• [Exercise requirements]: List all lines of the data containing the word "derive".
>>>
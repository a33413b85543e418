// Render surface abstraction
//
// The incremental log renderer must not care whether it is drawing into a
// webview DOM, a native list widget, or a test buffer. This module defines the
// small capability set the renderers need, plus two concrete surfaces: an
// in-memory buffer (tests, headless use) and a console echo wrapper.

#[cfg(test)]
use mockall::automock;

/// Stable identity of one rendered node.
///
/// Ids are never reused within a surface's lifetime, so tests can verify that
/// incremental appends leave previously rendered nodes untouched.
#[derive(Debug, Clone, Copy, PartialEq, Eq, Hash)]
pub struct NodeId(pub u64);

/// Capability set a display surface must provide to the renderers.
///
/// `append` returns the new node's id; `remove` and `clear` are the only ways
/// rendered output ever disappears.
#[cfg_attr(test, automock)]
pub trait RenderSurface {
    /// Append one line of text, returning its stable node id.
    fn append(&mut self, text: &str) -> NodeId;

    /// Remove a single node. Unknown ids are ignored.
    fn remove(&mut self, id: NodeId);

    /// Discard all rendered output.
    fn clear(&mut self);

    /// Keep the newest output visible.
    fn scroll_to_end(&mut self);
}

/// In-memory surface used by tests and headless runs.
#[derive(Debug, Default)]
pub struct MemorySurface {
    nodes: Vec<(NodeId, String)>,
    next_id: u64,
    scroll_requests: u64,
}

impl MemorySurface {
    pub fn new() -> Self {
        Self::default()
    }

    /// Rendered lines in display order.
    pub fn lines(&self) -> Vec<String> {
        self.nodes.iter().map(|(_, text)| text.clone()).collect()
    }

    /// Node ids in display order.
    pub fn node_ids(&self) -> Vec<NodeId> {
        self.nodes.iter().map(|(id, _)| *id).collect()
    }

    pub fn len(&self) -> usize {
        self.nodes.len()
    }

    pub fn is_empty(&self) -> bool {
        self.nodes.is_empty()
    }

    pub fn scroll_requests(&self) -> u64 {
        self.scroll_requests
    }
}

impl RenderSurface for MemorySurface {
    fn append(&mut self, text: &str) -> NodeId {
        self.next_id += 1;
        let id = NodeId(self.next_id);
        self.nodes.push((id, text.to_string()));
        id
    }

    fn remove(&mut self, id: NodeId) {
        self.nodes.retain(|(node_id, _)| *node_id != id);
    }

    fn clear(&mut self) {
        self.nodes.clear();
    }

    fn scroll_to_end(&mut self) {
        self.scroll_requests += 1;
    }
}

/// Surface that mirrors every append to stdout while keeping the in-memory
/// buffer, so the binary has a visible log panel without a widget toolkit.
/// The mirror follows the `echo_console` config knob; with echo off it
/// behaves like a plain buffer.
#[derive(Debug)]
pub struct ConsoleSurface {
    inner: MemorySurface,
    echo: bool,
}

impl Default for ConsoleSurface {
    fn default() -> Self {
        Self::with_echo(true)
    }
}

impl ConsoleSurface {
    pub fn new() -> Self {
        Self::default()
    }

    pub fn with_echo(echo: bool) -> Self {
        Self {
            inner: MemorySurface::new(),
            echo,
        }
    }

    pub fn echoes(&self) -> bool {
        self.echo
    }

    pub fn buffer(&self) -> &MemorySurface {
        &self.inner
    }
}

impl RenderSurface for ConsoleSurface {
    fn append(&mut self, text: &str) -> NodeId {
        if self.echo {
            println!("{}", text);
        }
        self.inner.append(text)
    }

    fn remove(&mut self, id: NodeId) {
        self.inner.remove(id);
    }

    fn clear(&mut self) {
        self.inner.clear();
    }

    fn scroll_to_end(&mut self) {
        self.inner.scroll_to_end();
    }
}

#[cfg(test)]
mod tests {
    use super::*;

    #[test]
    fn test_append_returns_monotonic_ids() {
        let mut surface = MemorySurface::new();
        let a = surface.append("a");
        let b = surface.append("b");
        assert!(b.0 > a.0);
        assert_eq!(surface.lines(), vec!["a", "b"]);
    }

    #[test]
    fn test_ids_not_reused_after_clear() {
        let mut surface = MemorySurface::new();
        let a = surface.append("a");
        surface.clear();
        let b = surface.append("b");
        assert_ne!(a, b);
        assert_eq!(surface.len(), 1);
    }

    #[test]
    fn test_console_surface_buffers_with_echo_off() {
        let mut surface = ConsoleSurface::with_echo(false);
        assert!(!surface.echoes());

        surface.append("quiet line");
        assert_eq!(surface.buffer().lines(), vec!["quiet line"]);
    }

    #[test]
    fn test_remove_is_targeted() {
        let mut surface = MemorySurface::new();
        let a = surface.append("a");
        surface.append("b");
        surface.remove(a);
        assert_eq!(surface.lines(), vec!["b"]);

        // Unknown id is a no-op
        surface.remove(NodeId(999));
        assert_eq!(surface.len(), 1);
    }
}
<<<
• [Answer]:
#[derive(Debug, Clone, Copy, PartialEq, Eq, Hash)]
#[derive(Debug, Default)]
#[derive(Debug)]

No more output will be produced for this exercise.